Stored data
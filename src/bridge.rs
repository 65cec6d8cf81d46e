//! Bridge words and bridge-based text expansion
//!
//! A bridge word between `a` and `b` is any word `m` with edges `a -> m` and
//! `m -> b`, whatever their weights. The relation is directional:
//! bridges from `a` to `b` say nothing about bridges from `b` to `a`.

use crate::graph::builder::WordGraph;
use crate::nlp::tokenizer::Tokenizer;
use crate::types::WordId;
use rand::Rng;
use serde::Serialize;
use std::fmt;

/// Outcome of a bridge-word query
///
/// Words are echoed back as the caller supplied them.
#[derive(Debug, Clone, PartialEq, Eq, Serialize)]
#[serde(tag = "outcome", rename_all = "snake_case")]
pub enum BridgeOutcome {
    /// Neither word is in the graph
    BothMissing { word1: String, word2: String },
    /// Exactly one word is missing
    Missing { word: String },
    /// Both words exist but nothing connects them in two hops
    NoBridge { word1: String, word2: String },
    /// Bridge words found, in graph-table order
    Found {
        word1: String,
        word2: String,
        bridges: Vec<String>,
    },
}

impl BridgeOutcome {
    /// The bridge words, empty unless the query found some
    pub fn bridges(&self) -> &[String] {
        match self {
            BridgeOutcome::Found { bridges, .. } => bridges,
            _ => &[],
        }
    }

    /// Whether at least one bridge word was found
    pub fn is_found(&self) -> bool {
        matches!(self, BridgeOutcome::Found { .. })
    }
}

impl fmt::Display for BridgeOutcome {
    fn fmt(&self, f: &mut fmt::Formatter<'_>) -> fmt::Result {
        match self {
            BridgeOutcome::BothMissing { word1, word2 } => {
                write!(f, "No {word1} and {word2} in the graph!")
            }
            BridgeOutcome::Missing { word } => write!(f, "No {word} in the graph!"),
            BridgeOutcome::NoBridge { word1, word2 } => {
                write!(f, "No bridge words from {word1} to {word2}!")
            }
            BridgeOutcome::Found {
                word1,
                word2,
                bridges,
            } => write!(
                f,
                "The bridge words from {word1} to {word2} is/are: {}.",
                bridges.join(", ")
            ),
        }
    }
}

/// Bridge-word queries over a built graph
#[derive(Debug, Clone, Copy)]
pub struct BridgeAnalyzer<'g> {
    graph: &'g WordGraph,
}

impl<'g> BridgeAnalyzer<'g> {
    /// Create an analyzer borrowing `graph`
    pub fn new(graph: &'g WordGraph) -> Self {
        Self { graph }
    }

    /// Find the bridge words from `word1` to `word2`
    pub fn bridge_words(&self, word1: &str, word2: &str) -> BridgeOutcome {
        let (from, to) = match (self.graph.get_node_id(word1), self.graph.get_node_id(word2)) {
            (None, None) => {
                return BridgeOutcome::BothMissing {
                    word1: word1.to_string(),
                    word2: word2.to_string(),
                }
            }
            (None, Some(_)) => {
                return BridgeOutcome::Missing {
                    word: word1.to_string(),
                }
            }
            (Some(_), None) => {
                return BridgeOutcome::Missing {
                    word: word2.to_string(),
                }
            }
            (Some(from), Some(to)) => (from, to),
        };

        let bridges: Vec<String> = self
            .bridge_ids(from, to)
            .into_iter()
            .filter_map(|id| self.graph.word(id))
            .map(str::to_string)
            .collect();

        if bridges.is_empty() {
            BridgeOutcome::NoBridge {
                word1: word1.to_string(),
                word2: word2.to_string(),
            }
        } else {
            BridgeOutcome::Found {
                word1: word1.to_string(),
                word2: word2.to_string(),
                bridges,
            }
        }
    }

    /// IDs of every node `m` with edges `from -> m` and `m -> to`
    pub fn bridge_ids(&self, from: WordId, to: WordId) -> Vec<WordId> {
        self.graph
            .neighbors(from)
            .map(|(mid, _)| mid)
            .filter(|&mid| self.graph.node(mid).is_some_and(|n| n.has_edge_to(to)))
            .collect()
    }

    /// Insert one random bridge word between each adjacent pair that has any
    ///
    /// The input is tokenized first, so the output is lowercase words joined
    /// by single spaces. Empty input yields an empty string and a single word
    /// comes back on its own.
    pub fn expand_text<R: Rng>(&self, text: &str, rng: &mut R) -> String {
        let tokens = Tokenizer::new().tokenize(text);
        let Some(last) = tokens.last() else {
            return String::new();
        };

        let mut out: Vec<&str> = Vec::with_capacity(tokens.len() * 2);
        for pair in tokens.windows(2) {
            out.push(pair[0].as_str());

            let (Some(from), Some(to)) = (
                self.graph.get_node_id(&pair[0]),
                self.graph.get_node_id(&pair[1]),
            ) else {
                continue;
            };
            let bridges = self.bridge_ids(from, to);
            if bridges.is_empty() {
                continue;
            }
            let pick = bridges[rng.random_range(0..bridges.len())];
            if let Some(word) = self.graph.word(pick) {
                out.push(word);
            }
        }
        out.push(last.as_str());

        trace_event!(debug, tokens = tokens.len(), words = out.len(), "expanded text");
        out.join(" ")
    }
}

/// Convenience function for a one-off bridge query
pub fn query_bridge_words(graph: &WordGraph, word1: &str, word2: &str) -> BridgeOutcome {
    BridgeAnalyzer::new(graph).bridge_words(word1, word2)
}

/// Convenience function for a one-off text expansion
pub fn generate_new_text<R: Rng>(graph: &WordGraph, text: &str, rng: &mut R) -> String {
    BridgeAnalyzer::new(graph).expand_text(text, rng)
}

▶ **TASK BRIEF**: The entries above should be copied out exactly, with none left out.

▶ **RESPONSE BELOW**:
filename src/bridge.rs
repository 65cec6d8cf81d46e
//! Bridge words and bridge-based text expansion
//!
//! A bridge word between `a` and `b` is any word `m` with edges `a -> m` and
//! `m -> b`, whatever their weights. The relation is directional:
//! bridges from `a` to `b` say nothing about bridges from `b` to `a`.

use crate::graph::builder::WordGraph;
use crate::nlp::tokenizer::Tokenizer;
use crate::types::WordId;
use rand::Rng;
use serde::Serialize;
use std::fmt;

/// Outcome of a bridge-word query
///
/// Words are echoed back as the caller supplied them.
#[derive(Debug, Clone, PartialEq, Eq, Serialize)]
#[serde(tag = "outcome", rename_all = "snake_case")]
pub enum BridgeOutcome {
    /// Neither word is in the graph
    BothMissing { word1: String, word2: String },
    /// Exactly one word is missing
    Missing { word: String },
    /// Both words exist but nothing connects them in two hops
    NoBridge { word1: String, word2: String },
    /// Bridge words found, in graph-table order
    Found {
        word1: String,
        word2: String,
        bridges: Vec<String>,
    },
}

impl BridgeOutcome {
    /// The bridge words, empty unless the query found some
    pub fn bridges(&self) -> &[String] {
        match self {
            BridgeOutcome::Found { bridges, .. } => bridges,
            _ => &[],
        }
    }

    /// Whether at least one bridge word was found
    pub fn is_found(&self) -> bool {
        matches!(self, BridgeOutcome::Found { .. })
    }
}

impl fmt::Display for BridgeOutcome {
    fn fmt(&self, f: &mut fmt::Formatter<'_>) -> fmt::Result {
        match self {
            BridgeOutcome::BothMissing { word1, word2 } => {
                write!(f, "No {word1} and {word2} in the graph!")
            }
            BridgeOutcome::Missing { word } => write!(f, "No {word} in the graph!"),
            BridgeOutcome::NoBridge { word1, word2 } => {
                write!(f, "No bridge words from {word1} to {word2}!")
            }
            BridgeOutcome::Found {
                word1,
                word2,
                bridges,
            } => write!(
                f,
                "The bridge words from {word1} to {word2} is/are: {}.",
                bridges.join(", ")
            ),
        }
    }
}

/// Bridge-word queries over a built graph
#[derive(Debug, Clone, Copy)]
pub struct BridgeAnalyzer<'g> {
    graph: &'g WordGraph,
}

impl<'g> BridgeAnalyzer<'g> {
    /// Create an analyzer borrowing `graph`
    pub fn new(graph: &'g WordGraph) -> Self {
        Self { graph }
    }

    /// Find the bridge words from `word1` to `word2`
    pub fn bridge_words(&self, word1: &str, word2: &str) -> BridgeOutcome {
        let (from, to) = match (self.graph.get_node_id(word1), self.graph.get_node_id(word2)) {
            (None, None) => {
                return BridgeOutcome::BothMissing {
                    word1: word1.to_string(),
                    word2: word2.to_string(),
                }
            }
            (None, Some(_)) => {
                return BridgeOutcome::Missing {
                    word: word1.to_string(),
                }
            }
            (Some(_), None) => {
                return BridgeOutcome::Missing {
                    word: word2.to_string(),
                }
            }
            (Some(from), Some(to)) => (from, to),
        };

        let bridges: Vec<String> = self
            .bridge_ids(from, to)
            .into_iter()
            .filter_map(|id| self.graph.word(id))
            .map(str::to_string)
            .collect();

        if bridges.is_empty() {
            BridgeOutcome::NoBridge {
                word1: word1.to_string(),
                word2: word2.to_string(),
            }
        } else {
            BridgeOutcome::Found {
                word1: word1.to_string(),
                word2: word2.to_string(),
                bridges,
            }
        }
    }

    /// IDs of every node `m` with edges `from -> m` and `m -> to`
    pub fn bridge_ids(&self, from: WordId, to: WordId) -> Vec<WordId> {
        self.graph
            .neighbors(from)
            .map(|(mid, _)| mid)
            .filter(|&mid| self.graph.node(mid).is_some_and(|n| n.has_edge_to(to)))
            .collect()
    }

    /// Insert one random bridge word between each adjacent pair that has any
    ///
    /// The input is tokenized first, so the output is lowercase words joined
    /// by single spaces. Empty input yields an empty string and a single word
    /// comes back on its own.
    pub fn expand_text<R: Rng>(&self, text: &str, rng: &mut R) -> String {
        let tokens = Tokenizer::new().tokenize(text);
        let Some(last) = tokens.last() else {
            return String::new();
        };

        let mut out: Vec<&str> = Vec::with_capacity(tokens.len() * 2);
        for pair in tokens.windows(2) {
            out.push(pair[0].as_str());

            let (Some(from), Some(to)) = (
                self.graph.get_node_id(&pair[0]),
                self.graph.get_node_id(&pair[1]),
            ) else {
                continue;
            };
            let bridges = self.bridge_ids(from, to);
            if bridges.is_empty() {
                continue;
            }
            let pick = bridges[rng.random_range(0..bridges.len())];
            if let Some(word) = self.graph.word(pick) {
                out.push(word);
            }
        }
        out.push(last.as_str());

        trace_event!(debug, tokens = tokens.len(), words = out.len(), "expanded text");
        out.join(" ")
    }
}

/// Convenience function for a one-off bridge query
pub fn query_bridge_words(graph: &WordGraph, word1: &str, word2: &str) -> BridgeOutcome {
    BridgeAnalyzer::new(graph).bridge_words(word1, word2)
}

/// Convenience function for a one-off text expansion
pub fn generate_new_text<R: Rng>(graph: &WordGraph, text: &str, rng: &mut R) -> String {
    BridgeAnalyzer::new(graph).expand_text(text, rng)
}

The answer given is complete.